Among the entries, which lines carry the string "sample"? Copy each of them.

Data records
::::
//! Domain DTOs for the bookcase API.
//!
//! # Design
//! These types mirror the server's JSON schema but are defined
//! independently. Integration tests catch any schema drift between the two
//! crates.
//!
//! Records carry the server-owned bookkeeping fields (`id`, `version`,
//! `published`, `updated`). Payloads carry only the editable fields, each
//! optional and omitted from the JSON when `None`, so a caller can send an
//! incomplete payload and get the server's `BadRequest` back. Every payload
//! converts from its record, which makes "fetch, edit, update" a one-liner.

use chrono::{DateTime, Utc};
use serde::{Deserialize, Serialize};

/// Where a copy of a book or anthology is kept.
#[derive(Debug, Clone, Copy, PartialEq, Eq, Serialize, Deserialize)]
#[serde(rename_all = "SCREAMING_SNAKE_CASE")]
pub enum Location {
    Audible,
    Kindle,
    Kobo,
    Library,
    Other,
    Paperback,
    Hardcover,
}

#[derive(Debug, Clone, Serialize, Deserialize, PartialEq, Eq)]
#[serde(rename_all = "camelCase")]
pub struct Author {
    pub id: i64,
    pub version: i32,
    pub published: DateTime<Utc>,
    pub updated: DateTime<Utc>,
    pub first_name: String,
    pub last_name: String,
    pub notes: Option<String>,
}

#[derive(Debug, Clone, Serialize, Deserialize, PartialEq, Eq)]
#[serde(rename_all = "camelCase")]
pub struct Book {
    pub id: i64,
    pub version: i32,
    pub published: DateTime<Utc>,
    pub updated: DateTime<Utc>,
    pub author_id: i64,
    pub title: String,
    pub location: Option<Location>,
    pub notes: Option<String>,
    pub read: bool,
}

#[derive(Debug, Clone, Serialize, Deserialize, PartialEq, Eq)]
#[serde(rename_all = "camelCase")]
pub struct Series {
    pub id: i64,
    pub version: i32,
    pub published: DateTime<Utc>,
    pub updated: DateTime<Utc>,
    pub author_id: i64,
    pub title: String,
    pub notes: Option<String>,
}

#[derive(Debug, Clone, Serialize, Deserialize, PartialEq, Eq)]
#[serde(rename_all = "camelCase")]
pub struct Anthology {
    pub id: i64,
    pub version: i32,
    pub published: DateTime<Utc>,
    pub updated: DateTime<Utc>,
    pub author_id: i64,
    pub title: String,
    pub location: Option<Location>,
    pub notes: Option<String>,
    pub read: bool,
}

/// A book's place in a series.
#[derive(Debug, Clone, Serialize, Deserialize, PartialEq, Eq)]
#[serde(rename_all = "camelCase")]
pub struct Member {
    pub id: i64,
    pub version: i32,
    pub published: DateTime<Utc>,
    pub updated: DateTime<Utc>,
    pub series_id: i64,
    pub book_id: i64,
    pub ordinal: i32,
}

/// A book's place in an anthology.
#[derive(Debug, Clone, Serialize, Deserialize, PartialEq, Eq)]
#[serde(rename_all = "camelCase")]
pub struct Story {
    pub id: i64,
    pub version: i32,
    pub published: DateTime<Utc>,
    pub updated: DateTime<Utc>,
    pub anthology_id: i64,
    pub book_id: i64,
    pub ordinal: i32,
}

#[derive(Debug, Clone, Default, Serialize, Deserialize, PartialEq, Eq)]
#[serde(rename_all = "camelCase")]
pub struct AuthorPayload {
    #[serde(skip_serializing_if = "Option::is_none")]
    pub first_name: Option<String>,
    #[serde(skip_serializing_if = "Option::is_none")]
    pub last_name: Option<String>,
    #[serde(skip_serializing_if = "Option::is_none")]
    pub notes: Option<String>,
}

impl AuthorPayload {
    pub fn new(first_name: &str, last_name: &str) -> Self {
        Self {
            first_name: Some(first_name.to_string()),
            last_name: Some(last_name.to_string()),
            notes: None,
        }
    }
}

/// Payload for books and anthologies, which share their editable fields.
#[derive(Debug, Clone, Default, Serialize, Deserialize, PartialEq, Eq)]
#[serde(rename_all = "camelCase")]
pub struct ShelvedPayload {
    #[serde(skip_serializing_if = "Option::is_none")]
    pub author_id: Option<i64>,
    #[serde(skip_serializing_if = "Option::is_none")]
    pub title: Option<String>,
    #[serde(skip_serializing_if = "Option::is_none")]
    pub location: Option<Location>,
    #[serde(skip_serializing_if = "Option::is_none")]
    pub notes: Option<String>,
    #[serde(skip_serializing_if = "Option::is_none")]
    pub read: Option<bool>,
}

impl ShelvedPayload {
    pub fn new(author_id: i64, title: &str) -> Self {
        Self {
            author_id: Some(author_id),
            title: Some(title.to_string()),
            ..Self::default()
        }
    }
}

#[derive(Debug, Clone, Default, Serialize, Deserialize, PartialEq, Eq)]
#[serde(rename_all = "camelCase")]
pub struct SeriesPayload {
    #[serde(skip_serializing_if = "Option::is_none")]
    pub author_id: Option<i64>,
    #[serde(skip_serializing_if = "Option::is_none")]
    pub title: Option<String>,
    #[serde(skip_serializing_if = "Option::is_none")]
    pub notes: Option<String>,
}

impl SeriesPayload {
    pub fn new(author_id: i64, title: &str) -> Self {
        Self {
            author_id: Some(author_id),
            title: Some(title.to_string()),
            notes: None,
        }
    }
}

#[derive(Debug, Clone, Default, Serialize, Deserialize, PartialEq, Eq)]
#[serde(rename_all = "camelCase")]
pub struct MemberPayload {
    #[serde(skip_serializing_if = "Option::is_none")]
    pub series_id: Option<i64>,
    #[serde(skip_serializing_if = "Option::is_none")]
    pub book_id: Option<i64>,
    #[serde(skip_serializing_if = "Option::is_none")]
    pub ordinal: Option<i32>,
}

impl MemberPayload {
    pub fn new(series_id: i64, book_id: i64, ordinal: i32) -> Self {
        Self {
            series_id: Some(series_id),
            book_id: Some(book_id),
            ordinal: Some(ordinal),
        }
    }
}

#[derive(Debug, Clone, Default, Serialize, Deserialize, PartialEq, Eq)]
#[serde(rename_all = "camelCase")]
pub struct StoryPayload {
    #[serde(skip_serializing_if = "Option::is_none")]
    pub anthology_id: Option<i64>,
    #[serde(skip_serializing_if = "Option::is_none")]
    pub book_id: Option<i64>,
    #[serde(skip_serializing_if = "Option::is_none")]
    pub ordinal: Option<i32>,
}

impl StoryPayload {
    pub fn new(anthology_id: i64, book_id: i64, ordinal: i32) -> Self {
        Self {
            anthology_id: Some(anthology_id),
            book_id: Some(book_id),
            ordinal: Some(ordinal),
        }
    }
}

impl From<&Author> for AuthorPayload {
    fn from(author: &Author) -> Self {
        Self {
            first_name: Some(author.first_name.clone()),
            last_name: Some(author.last_name.clone()),
            notes: author.notes.clone(),
        }
    }
}

impl From<&Book> for ShelvedPayload {
    fn from(book: &Book) -> Self {
        Self {
            author_id: Some(book.author_id),
            title: Some(book.title.clone()),
            location: book.location,
            notes: book.notes.clone(),
            read: Some(book.read),
        }
    }
}

impl From<&Anthology> for ShelvedPayload {
    fn from(anthology: &Anthology) -> Self {
        Self {
            author_id: Some(anthology.author_id),
            title: Some(anthology.title.clone()),
            location: anthology.location,
            notes: anthology.notes.clone(),
            read: Some(anthology.read),
        }
    }
}

impl From<&Series> for SeriesPayload {
    fn from(series: &Series) -> Self {
        Self {
            author_id: Some(series.author_id),
            title: Some(series.title.clone()),
            notes: series.notes.clone(),
        }
    }
}

impl From<&Member> for MemberPayload {
    fn from(member: &Member) -> Self {
        Self::new(member.series_id, member.book_id, member.ordinal)
    }
}

impl From<&Story> for StoryPayload {
    fn from(story: &Story) -> Self {
        Self::new(story.anthology_id, story.book_id, story.ordinal)
    }
}
//! REST service for the bookcase catalog.
//!
//! # Overview
//! Authors own books, series and anthologies. A series lists its member
//! books in order, and an anthology lists the books it collects as stories.
//! Every entity is exposed through the same five routes:
//!
//! | method   | path               | success |
//! |----------|--------------------|---------|
//! | `GET`    | `/{entity}`        | 200     |
//! | `GET`    | `/{entity}/{id}`   | 200     |
//! | `POST`   | `/{entity}`        | 201     |
//! | `PUT`    | `/{entity}/{id}`   | 200     |
//! | `DELETE` | `/{entity}/{id}`   | 204     |
//!
//! Validation failures answer 400, unknown ids 404 and duplicate natural
//! keys 409. When [`Config::devmode`] is set, `POST /devmode/populate` and
//! `POST /devmode/depopulate` reset the catalog for test suites.
//!
//! # Design
//! State is a single [`Library`] behind a tokio `RwLock`. Records are kept
//! only in memory.

pub mod error;
pub mod model;
mod routes;
pub mod seed;
pub mod store;

use std::sync::Arc;

use axum::Router;
use tokio::{net::TcpListener, sync::RwLock};

pub use error::ApiError;
pub use model::{
    Anthology, Author, AuthorPayload, Book, Location, Member, MemberPayload, Series,
    SeriesPayload, ShelvedPayload, Stamp, Story, StoryPayload,
};
pub use store::{Entity, Library};

pub type Db = Arc<RwLock<Library>>;

#[derive(Clone, Copy, Debug, Default)]
pub struct Config {
    /// Mount the `/devmode` routes.
    pub devmode: bool,
}

/// Router over an empty catalog with dev mode off.
pub fn app() -> Router {
    app_with_config(Config::default())
}

pub fn app_with_config(config: Config) -> Router {
    app_with_library(config, Library::new())
}

pub fn app_with_library(config: Config, library: Library) -> Router {
    let db: Db = Arc::new(RwLock::new(library));
    let mut router = Router::new();
    router = routes::resource::<Author>(router);
    router = routes::resource::<Book>(router);
    router = routes::resource::<Series>(router);
    router = routes::resource::<Anthology>(router);
    router = routes::resource::<Member>(router);
    router = routes::resource::<Story>(router);
    if config.devmode {
        router = routes::devmode(router);
    }
    router.with_state(db)
}

pub async fn run(listener: TcpListener, config: Config) -> Result<(), std::io::Error> {
    serve(listener, app_with_config(config)).await
}

pub async fn serve(listener: TcpListener, app: Router) -> Result<(), std::io::Error> {
    if let Ok(addr) = listener.local_addr() {
        tracing::info!(%addr, "bookcase listening");
    }
    axum::serve(listener, app).await
}
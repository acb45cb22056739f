//! Error type returned by the store and the HTTP handlers.
//!
//! # Design
//! Every failure the service reports maps onto exactly one HTTP status.
//! `ApiError` implements `IntoResponse`, so handlers return
//! `Result<_, ApiError>` and the status plus a small JSON envelope
//! (`{"error": "...", "message": "..."}`) is produced in one place.

use axum::{
    extract::rejection::{JsonRejection, PathRejection, QueryRejection},
    http::StatusCode,
    response::{IntoResponse, Response},
    Json,
};
use serde::Serialize;
use thiserror::Error;

#[derive(Debug, Error, Clone, PartialEq, Eq)]
pub enum ApiError {
    /// A required field is missing or blank, a foreign key names no existing
    /// parent, or the body could not be decoded.
    #[error("{0}")]
    BadRequest(String),

    /// No record exists with the requested id.
    #[error("{0}")]
    NotFound(String),

    /// The record would duplicate the natural key of another record.
    #[error("{0}")]
    NotUnique(String),
}

impl ApiError {
    pub fn status(&self) -> StatusCode {
        match self {
            ApiError::BadRequest(_) => StatusCode::BAD_REQUEST,
            ApiError::NotFound(_) => StatusCode::NOT_FOUND,
            ApiError::NotUnique(_) => StatusCode::CONFLICT,
        }
    }

    fn kind(&self) -> &'static str {
        match self {
            ApiError::BadRequest(_) => "bad_request",
            ApiError::NotFound(_) => "not_found",
            ApiError::NotUnique(_) => "not_unique",
        }
    }
}

#[derive(Serialize)]
struct ErrorBody<'a> {
    error: &'a str,
    message: String,
}

impl IntoResponse for ApiError {
    fn into_response(self) -> Response {
        let status = self.status();
        tracing::warn!(status = status.as_u16(), "{self}");
        let body = ErrorBody {
            error: self.kind(),
            message: self.to_string(),
        };
        (status, Json(body)).into_response()
    }
}

// Axum answers undecodable bodies with 422; callers of this service only
// ever see 400 for a payload they have to fix.
impl From<JsonRejection> for ApiError {
    fn from(rejection: JsonRejection) -> Self {
        ApiError::BadRequest(rejection.body_text())
    }
}

impl From<PathRejection> for ApiError {
    fn from(rejection: PathRejection) -> Self {
        ApiError::BadRequest(rejection.body_text())
    }
}

impl From<QueryRejection> for ApiError {
    fn from(rejection: QueryRejection) -> Self {
        ApiError::BadRequest(rejection.body_text())
    }
}
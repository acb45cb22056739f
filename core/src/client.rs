//! Stateless HTTP request builder and response parser for the bookcase API.
//!
//! # Design
//! `EntityClient<R>` holds only a `base_url` and carries no mutable state
//! between calls. Each CRUD operation is split into a `build_*` method that
//! produces an `HttpRequest` and a `parse_*` method that consumes an
//! `HttpResponse`. The caller executes the actual HTTP round-trip, keeping
//! this module deterministic and free of I/O.
//!
//! The five operations are identical for every entity and are written once
//! over the [`Resource`] trait. Filtered listings only make sense for some
//! entities, so they live in entity-specific `impl` blocks.

use std::fmt;
use std::marker::PhantomData;

use serde::de::DeserializeOwned;
use serde::{Deserialize, Serialize};

use crate::error::ApiError;
use crate::http::{HttpMethod, HttpRequest, HttpResponse};
use crate::types::{
    Anthology, Author, AuthorPayload, Book, Member, MemberPayload, Series, SeriesPayload,
    ShelvedPayload, Story, StoryPayload,
};

/// A record type served under its own collection path.
pub trait Resource: DeserializeOwned {
    /// Collection path segment, e.g. `authors`.
    const PATH: &'static str;
    /// Body sent on insert and update.
    type Payload: Serialize;
}

impl Resource for Author {
    const PATH: &'static str = "authors";
    type Payload = AuthorPayload;
}

impl Resource for Book {
    const PATH: &'static str = "books";
    type Payload = ShelvedPayload;
}

impl Resource for Series {
    const PATH: &'static str = "series";
    type Payload = SeriesPayload;
}

impl Resource for Anthology {
    const PATH: &'static str = "anthologies";
    type Payload = ShelvedPayload;
}

impl Resource for Member {
    const PATH: &'static str = "members";
    type Payload = MemberPayload;
}

impl Resource for Story {
    const PATH: &'static str = "stories";
    type Payload = StoryPayload;
}

pub type AuthorClient = EntityClient<Author>;
pub type BookClient = EntityClient<Book>;
pub type SeriesClient = EntityClient<Series>;
pub type AnthologyClient = EntityClient<Anthology>;
pub type MemberClient = EntityClient<Member>;
pub type StoryClient = EntityClient<Story>;

/// Synchronous, stateless client for one entity of the bookcase API.
///
/// Builds `HttpRequest` values and parses `HttpResponse` values without
/// touching the network.
pub struct EntityClient<R> {
    base_url: String,
    resource: PhantomData<fn() -> R>,
}

impl<R> Clone for EntityClient<R> {
    fn clone(&self) -> Self {
        Self {
            base_url: self.base_url.clone(),
            resource: PhantomData,
        }
    }
}

impl<R: Resource> fmt::Debug for EntityClient<R> {
    fn fmt(&self, f: &mut fmt::Formatter<'_>) -> fmt::Result {
        f.debug_struct("EntityClient")
            .field("base_url", &self.base_url)
            .field("path", &R::PATH)
            .finish()
    }
}

impl<R: Resource> EntityClient<R> {
    pub fn new(base_url: &str) -> Self {
        Self {
            base_url: base_url.trim_end_matches('/').to_string(),
            resource: PhantomData,
        }
    }

    fn collection_url(&self) -> String {
        format!("{}/{}", self.base_url, R::PATH)
    }

    fn item_url(&self, id: i64) -> String {
        format!("{}/{}/{id}", self.base_url, R::PATH)
    }

    pub fn build_find_all(&self) -> HttpRequest {
        bodiless(HttpMethod::Get, self.collection_url())
    }

    pub fn build_find(&self, id: i64) -> HttpRequest {
        bodiless(HttpMethod::Get, self.item_url(id))
    }

    pub fn build_insert(&self, input: &R::Payload) -> Result<HttpRequest, ApiError> {
        with_json_body(HttpMethod::Post, self.collection_url(), input)
    }

    pub fn build_update(&self, id: i64, input: &R::Payload) -> Result<HttpRequest, ApiError> {
        with_json_body(HttpMethod::Put, self.item_url(id), input)
    }

    pub fn build_delete(&self, id: i64) -> HttpRequest {
        bodiless(HttpMethod::Delete, self.item_url(id))
    }

    /// `GET /{path}?{key}={value}`, with `value` form-url-encoded.
    fn build_find_where(&self, key: &str, value: &str) -> HttpRequest {
        let encoded: String = url::form_urlencoded::byte_serialize(value.as_bytes()).collect();
        bodiless(
            HttpMethod::Get,
            format!("{}?{key}={encoded}", self.collection_url()),
        )
    }

    pub fn parse_find_all(&self, response: HttpResponse) -> Result<Vec<R>, ApiError> {
        check_status(&response, 200)?;
        decode(&response.body)
    }

    pub fn parse_find(&self, response: HttpResponse) -> Result<R, ApiError> {
        check_status(&response, 200)?;
        decode(&response.body)
    }

    pub fn parse_insert(&self, response: HttpResponse) -> Result<R, ApiError> {
        check_status(&response, 201)?;
        decode(&response.body)
    }

    pub fn parse_update(&self, response: HttpResponse) -> Result<R, ApiError> {
        check_status(&response, 200)?;
        decode(&response.body)
    }

    pub fn parse_delete(&self, response: HttpResponse) -> Result<(), ApiError> {
        check_status(&response, 204)
    }
}

impl EntityClient<Author> {
    /// Authors whose first or last name contains `name`, ignoring case.
    pub fn build_find_by_name(&self, name: &str) -> HttpRequest {
        self.build_find_where("name", name)
    }
}

impl EntityClient<Book> {
    pub fn build_find_by_author_id(&self, author_id: i64) -> HttpRequest {
        self.build_find_where("authorId", &author_id.to_string())
    }
}

impl EntityClient<Series> {
    pub fn build_find_by_author_id(&self, author_id: i64) -> HttpRequest {
        self.build_find_where("authorId", &author_id.to_string())
    }
}

impl EntityClient<Anthology> {
    pub fn build_find_by_author_id(&self, author_id: i64) -> HttpRequest {
        self.build_find_where("authorId", &author_id.to_string())
    }
}

impl EntityClient<Member> {
    /// Members of one series, in ordinal order.
    pub fn build_find_by_series_id(&self, series_id: i64) -> HttpRequest {
        self.build_find_where("seriesId", &series_id.to_string())
    }

    pub fn build_find_by_book_id(&self, book_id: i64) -> HttpRequest {
        self.build_find_where("bookId", &book_id.to_string())
    }
}

impl EntityClient<Story> {
    /// Stories of one anthology, in ordinal order.
    pub fn build_find_by_anthology_id(&self, anthology_id: i64) -> HttpRequest {
        self.build_find_where("anthologyId", &anthology_id.to_string())
    }

    pub fn build_find_by_book_id(&self, book_id: i64) -> HttpRequest {
        self.build_find_where("bookId", &book_id.to_string())
    }
}

/// Builder and parser for the server's `/devmode` routes.
#[derive(Debug, Clone)]
pub struct DevModeClient {
    base_url: String,
}

impl DevModeClient {
    pub fn new(base_url: &str) -> Self {
        Self {
            base_url: base_url.trim_end_matches('/').to_string(),
        }
    }

    /// Replace the catalog with the server's sample data.
    pub fn build_populate(&self) -> HttpRequest {
        bodiless(HttpMethod::Post, format!("{}/devmode/populate", self.base_url))
    }

    /// Remove every record.
    pub fn build_depopulate(&self) -> HttpRequest {
        bodiless(HttpMethod::Post, format!("{}/devmode/depopulate", self.base_url))
    }

    pub fn parse_reset(&self, response: HttpResponse) -> Result<(), ApiError> {
        check_status(&response, 204)
    }
}

fn bodiless(method: HttpMethod, path: String) -> HttpRequest {
    HttpRequest {
        method,
        path,
        headers: Vec::new(),
        body: None,
    }
}

fn with_json_body<T: Serialize>(
    method: HttpMethod,
    path: String,
    input: &T,
) -> Result<HttpRequest, ApiError> {
    let body =
        serde_json::to_string(input).map_err(|e| ApiError::SerializationError(e.to_string()))?;
    Ok(HttpRequest {
        method,
        path,
        headers: vec![("content-type".to_string(), "application/json".to_string())],
        body: Some(body),
    })
}

fn decode<T: DeserializeOwned>(body: &str) -> Result<T, ApiError> {
    serde_json::from_str(body).map_err(|e| ApiError::DeserializationError(e.to_string()))
}

#[derive(Deserialize)]
struct ErrorBody {
    message: String,
}

/// The server's error message, or the raw body when it is not the JSON
/// error envelope.
fn error_message(body: &str) -> String {
    serde_json::from_str::<ErrorBody>(body)
        .map(|e| e.message)
        .unwrap_or_else(|_| body.to_string())
}

/// Map non-success status codes to the appropriate `ApiError` variant.
fn check_status(response: &HttpResponse, expected: u16) -> Result<(), ApiError> {
    match response.status {
        status if status == expected => Ok(()),
        400 => Err(ApiError::BadRequest(error_message(&response.body))),
        404 => Err(ApiError::NotFound(error_message(&response.body))),
        409 => Err(ApiError::NotUnique(error_message(&response.body))),
        status => Err(ApiError::HttpError {
            status,
            body: response.body.clone(),
        }),
    }
}
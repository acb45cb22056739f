//! Built-in sample catalog used by `--seed` and `POST /devmode/populate`.
//!
//! Every author gets two books, one series holding both books and one
//! anthology collecting both books, so each relationship (and each cascade)
//! has something to act on. Titles embed the author's name to stay unique.

use crate::error::ApiError;
use crate::model::{
    Anthology, Author, AuthorPayload, Book, Location, Member, MemberPayload, Series,
    SeriesPayload, ShelvedPayload, Story, StoryPayload,
};
use crate::store::Library;

const AUTHORS: [(&str, &str); 6] = [
    ("Fred", "Flintstone"),
    ("Wilma", "Flintstone"),
    ("Pebbles", "Flintstone"),
    ("Barney", "Rubble"),
    ("Betty", "Rubble"),
    ("Bamm-Bamm", "Rubble"),
];

const BOOKS: [(&str, Location); 2] = [
    ("Bedrock Nights", Location::Paperback),
    ("Quarry Days", Location::Kindle),
];

/// Replace the contents of `library` with the sample catalog.
pub fn populate(library: &mut Library) -> Result<(), ApiError> {
    library.clear();

    for (first, last) in AUTHORS {
        let author: Author = library.insert(AuthorPayload {
            first_name: Some(first.to_string()),
            last_name: Some(last.to_string()),
            notes: Some(format!("Notes about {first} {last}")),
        })?;
        let author_id = author.stamp.id;
        let byline = format!("by {first} {last}");

        let mut books = Vec::with_capacity(BOOKS.len());
        for (index, (title, location)) in BOOKS.into_iter().enumerate() {
            let book: Book = library.insert(ShelvedPayload {
                author_id: Some(author_id),
                title: Some(format!("{title} {byline}")),
                location: Some(location),
                notes: None,
                read: Some(index % 2 == 0),
            })?;
            books.push(book.stamp.id);
        }

        let series: Series = library.insert(SeriesPayload {
            author_id: Some(author_id),
            title: Some(format!("Bedrock Saga {byline}")),
            notes: None,
        })?;
        let anthology: Anthology = library.insert(ShelvedPayload {
            author_id: Some(author_id),
            title: Some(format!("Collected Tales {byline}")),
            location: Some(Location::Hardcover),
            notes: None,
            read: Some(false),
        })?;

        for (ordinal, book_id) in (1..).zip(books) {
            library.insert::<Member>(MemberPayload {
                series_id: Some(series.stamp.id),
                book_id: Some(book_id),
                ordinal: Some(ordinal),
            })?;
            library.insert::<Story>(StoryPayload {
                anthology_id: Some(anthology.stamp.id),
                book_id: Some(book_id),
                ordinal: Some(ordinal),
            })?;
        }
    }

    tracing::info!(authors = AUTHORS.len(), "populated sample catalog");
    Ok(())
}
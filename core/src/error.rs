//! Error types for the bookcase API client.
//!
//! # Design
//! The three failures a caller is expected to handle get dedicated variants:
//! `BadRequest` (400, the payload failed validation), `NotFound` (404) and
//! `NotUnique` (409, a natural key is already taken). Each carries the
//! server's message. Every other non-2xx response lands in `HttpError` with
//! the raw status code and body for debugging.

use thiserror::Error;

/// Errors returned by `EntityClient` parse methods and by `Transport`s.
#[derive(Debug, Error)]
pub enum ApiError {
    /// The server rejected the payload: a required field is missing or a
    /// foreign key names no existing record.
    #[error("bad request: {0}")]
    BadRequest(String),

    /// The requested record does not exist.
    #[error("not found: {0}")]
    NotFound(String),

    /// The record would duplicate another record's natural key.
    #[error("not unique: {0}")]
    NotUnique(String),

    /// The server returned a status no other variant covers.
    #[error("HTTP {status}: {body}")]
    HttpError { status: u16, body: String },

    /// The response body could not be deserialized into the expected type.
    #[error("deserialization failed: {0}")]
    DeserializationError(String),

    /// The request payload could not be serialized to JSON.
    #[error("serialization failed: {0}")]
    SerializationError(String),

    /// The request never produced a response.
    #[error("transport failed: {0}")]
    Transport(String),
}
::::
Answer ▸
    /// Replace the catalog with the server's sample data.
//! Built-in sample catalog used by `--seed` and `POST /devmode/populate`.
/// Replace the contents of `library` with the sample catalog.
    tracing::info!(authors = AUTHORS.len(), "populated sample catalog");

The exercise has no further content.